Reading in lecture notes on the topic of statistical signal processing, I found the following lines of formula that I do not understand:
$$(I)~~Ŷ[k] = \textbf{a}^{H}[k]\textbf X[k]$$ , where $\textbf a$ and $\textbf X$ are vectors of identical length. In the following the dependency upon k is dropped for brevity.
$$ \begin{equation} \begin{aligned} (II)~~J(a) & = \mathcal E\{|Y - Ŷ|^2\} \\ & = \mathcal E \{(Y - \textbf a^H \textbf X)(Y^* - \textbf X^H \textbf a) \} \\ & = ~~... \end{aligned} \end{equation} $$
$\mathcal E \{\cdot \}$ is the expected value operator which I included for completeness. Just "think it away", I guess it is not necessary for answering the question.

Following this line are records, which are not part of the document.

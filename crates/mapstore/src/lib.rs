//! Persistent map storage and rendering.
//!
//! Maps are saved as `.tigermap` files: ZIP archives holding the serialized
//! grid stack, a JSON metadata record and a PNG thumbnail. This crate also
//! renders grids to grayscale images and 256x256 map tiles for UI layers.

mod archive;
mod images;
mod meta;

pub use archive::{
    copy, delete, list_maps, load, load_metadata, load_thumbnail, map_file_path, rename, save,
    StoredMap, MAP_FILE_EXTENSION,
};
pub use images::{grid_image, map_image, map_tile, TILE_SIZE};
pub use meta::MapMetaData;

use thiserror::Error;

#[derive(Error, Debug)]
pub enum StoreError {
    #[error("map archive I/O error: {0}")]
    Io(#[from] std::io::Error),
    #[error("map archive error: {0}")]
    Zip(#[from] zip::result::ZipError),
    #[error("metadata encoding error: {0}")]
    Meta(#[from] serde_json::Error),
    #[error("grid encoding error: {0}")]
    Grid(#[from] bincode::Error),
    #[error("thumbnail encoding error: {0}")]
    Image(#[from] image::ImageError),
    #[error("archive entry missing: {0}")]
    MissingEntry(String),
    #[error("unsupported map type: {0}")]
    UnsupportedMapType(String),
    #[error("destination already exists: {0}")]
    DestinationExists(String),
    #[error(transparent)]
    Mapping(#[from] mapping::MappingError),
}
//! Lookahead-based path following.
//!
//! The steering law splits the desired course angle into the path tangent of
//! the current segment and a correction that aims at a point a lookahead
//! distance ahead of the projection of the robot onto the path. The heading
//! error then maps to differential wheel reference speeds in `[-1, 1]`.

pub mod los;

use planning::Path;
use transforms::normalize_angle;
use types::Pose;

/// Wheel reference speeds produced by one follower tick.
#[derive(Debug, Clone, Copy, Default)]
pub struct SpeedCommand {
    pub left: f64,
    pub right: f64,
    /// The end of the path has been reached
    pub finished: bool,
}

/// Lookahead steering over a waypoint path.
///
/// Tracks the current segment index per path ID; handing it a replaced path
/// restarts from the first segment.
#[derive(Debug)]
pub struct Lookahead {
    /// Lookahead distance delta in meters
    lookahead_distance: f64,
    curr_index: usize,
    path_id: Option<u64>,
}

impl Lookahead {
    pub fn new(lookahead_distance: f64) -> Self {
        Self {
            lookahead_distance,
            curr_index: 0,
            path_id: None,
        }
    }

    /// Compute wheel speeds for the current pose. Sets `finished` once the
    /// segment index has advanced past the last segment.
    pub fn speed_update(&mut self, path: &Path, pos: Pose) -> SpeedCommand {
        if self.path_id != Some(path.id) {
            self.path_id = Some(path.id);
            self.curr_index = 0;
        }

        let Some((point_a, point_b)) = self.segment_points(path) else {
            return SpeedCommand {
                left: 0.0,
                right: 0.0,
                finished: true,
            };
        };

        let alpha = los::alpha(point_a, point_b);
        let (s, e) = los::epsilon(point_a, point_b, [pos.x, pos.y]);

        // Desired course: path tangent corrected toward a point one
        // lookahead distance ahead of the projection
        let chi_d = alpha - (e / self.lookahead_distance).atan();

        // Move on to the next segment once the projection approaches the end
        // of this one (takes effect on the next update)
        if s > segment_length(point_a, point_b) - self.lookahead_distance / 2.0 {
            self.curr_index += 1;
        }

        let e_chi = normalize_angle(chi_d - pos.theta)
            .clamp(-std::f64::consts::FRAC_PI_2, std::f64::consts::FRAC_PI_2);

        // Full speed on straightaways, half speed while correcting
        let k = if e_chi.abs() < 0.05 { 1.0 } else { 0.5 };

        let (left, right) = if e_chi <= 0.0 {
            // Clockwise: slow the right wheel harder
            (
                k * ((25.0 / 157.0) * e_chi + 0.5),
                k * ((75.0 / 157.0) * e_chi + 0.5),
            )
        } else {
            // Counter-clockwise
            (
                k * ((-75.0 / 157.0) * e_chi + 0.5),
                k * ((-25.0 / 157.0) * e_chi + 0.5),
            )
        };

        SpeedCommand {
            left,
            right,
            finished: false,
        }
    }

    /// Segment index the follower is currently tracking.
    pub fn current_index(&self) -> usize {
        self.curr_index
    }

    fn segment_points(&self, path: &Path) -> Option<([f64; 2], [f64; 2])> {
        if path.poses.len() < 2 || self.curr_index > path.poses.len() - 2 {
            return None;
        }
        let a = path.poses[self.curr_index];
        let b = path.poses[self.curr_index + 1];
        Some(([a.x, a.y], [b.x, b.y]))
    }
}

fn segment_length(point_a: [f64; 2], point_b: [f64; 2]) -> f64 {
    ((point_b[0] - point_a[0]).powi(2) + (point_b[1] - point_a[1]).powi(2)).sqrt()
}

Question: How did the author derive the second line of (II) from the first line? Is there a binomial formula for matrices? Why is the second Y complex conjugated? Why is the first bracket of the second line of (II) not just repeated a second time after the first? Why are the vectors in the second bracket complex conjugated and transposed?
Background: J(a) is a cost function for a minimum mean square error estimator that must be minimized by picking the parameter vector $\textbf a$ of the estimator in a way that J(a) becomes as small as possible. Then the predicted signal Ŷ is as close as close as possible to the actual signal Y by measurement of mean square error.
Thanks for your support I hope someone is more experienced with this than me.
For real vectors, $x = \pmatrix{x_1 & \ldots x_n}$, compare $$ \| x\|^2 $$ with $$ x x^t $$ and you'll see that they're both $x_1^2 + \ldots + x_n^2$.
For complex vectors, you have to throw in a conjugate on the right-hand term, so that $$ \| z \| = z \bar{z}^t = z_1 \bar{z}_1 + \ldots + z_n \bar{z}_n. $$
That's the first thing you need.
The second is that for matrices, $$ (A + B)(C + D) = AC + AD + BC + BD $$ and in particular $$ (A + B )(A^t + B^t) = A A^t + A B^t + B A^t + B B^t $$ In the special case where $A$ and $B$ are both $1 \times n$ vectors, the two middle terms are equal.
That should let you work out what's going on in the derivation above.
I confess, in the stuff you typed, I think that the second $X$ and $a$ should also be complex conjugated, but perhaps $a$ is known to be real, and maybe $X^H$ denotes the complex conjugate transpose of $X$ for you.